Abstract
Video Large Language Models (Video-LLMs) are flourishing and has advanced many video-language tasks. As a golden testbed, Video Question Answering (VideoQA) plays pivotal role in Video-LLM developing. This work conducts a timely and comprehensive study of Video-LLMs’ behavior in VideoQA, aiming to elucidate their success and failure modes, and provide insights towards more human-like video understanding and question answering. Our analyses demonstrate that Video-LLMs excel in VideoQA; they can correlate contextual cues and generate plausible responses to questions about varied video contents. However, models falter in handling video temporality, both in reasoning about temporal content ordering and grounding QA-relevant temporal moments. Moreover, the models behave unintuitively - they are unresponsive to adversarial video perturbations while being sensitive to simple variations of candidate answers and questions. Also, they do not necessarily generalize better. The findings demonstrate Video-LLMs’ QA capability in standard condition yet highlight their severe deficiency in robustness and interpretability, suggesting the urgent need on rationales in Video-LLM developing.
Framework
Experiment
Conclusion
This paper has vetted Video-LLMs’ performance in VideoQA by probing their success and failure modes with well-designed adversarial tests.
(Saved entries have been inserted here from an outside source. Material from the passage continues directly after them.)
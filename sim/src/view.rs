use tilepop_core::*;

/// Headless stand-in for a sprite with a collider.
#[derive(Debug)]
pub struct LogView {
    name: String,
    color: Option<Color>,
    hit_testing: bool,
}

impl LogView {
    pub fn new(name: String) -> Self {
        Self {
            name,
            color: None,
            hit_testing: false,
        }
    }

    pub fn color(&self) -> Option<Color> {
        self.color
    }

    pub fn hit_testing(&self) -> bool {
        self.hit_testing
    }
}

impl PieceView for LogView {
    fn set_color(&mut self, color: Color) {
        log::debug!(
            "{}: color rgba({}, {}, {}, {})",
            self.name,
            color.r,
            color.g,
            color.b,
            color.a
        );
        self.color = Some(color);
    }

    fn set_hit_testing(&mut self, enabled: bool) {
        if self.hit_testing != enabled {
            log::trace!("{}: hit testing {}", self.name, enabled);
        }
        self.hit_testing = enabled;
    }
}

/// Headless floating score text.
#[derive(Debug)]
pub struct LogPresenter {
    name: String,
    label: String,
    cues_played: u32,
}

impl LogPresenter {
    pub fn new(name: String) -> Self {
        Self {
            name,
            label: String::new(),
            cues_played: 0,
        }
    }

    pub fn label(&self) -> &str {
        &self.label
    }

    pub fn cues_played(&self) -> u32 {
        self.cues_played
    }
}

impl ScorePresenter for LogPresenter {
    fn play_cue(&mut self, cue: Cue) {
        log::debug!("{}: play {:?}", self.name, cue);
        self.cues_played += 1;
    }

    fn set_label(&mut self, text: &str) {
        log::info!("{}: {}", self.name, text);
        self.label = text.to_owned();
    }
}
While Video-LLMs generally show better QA accuracy, the decrease rates and flip rates align with or even higher than nonLLM methods when faced with adversarial challenges. Specifically, Video-LLMs show significant limitation in coping with video temporality, of both reasoning the chronological content order and grounding the temporal moments to substantiate the answers. Also, they are unresponsive towards video perturbation while being susceptible to simple language variations of questions and candidate answers. Additionally, Video-LLMs, after finetuned, are not necessarily generalize better. Understanding these limitations is crucial for developing future Video-LLMs and VideoQA techniques, where we also conclude some promising directions to proceed.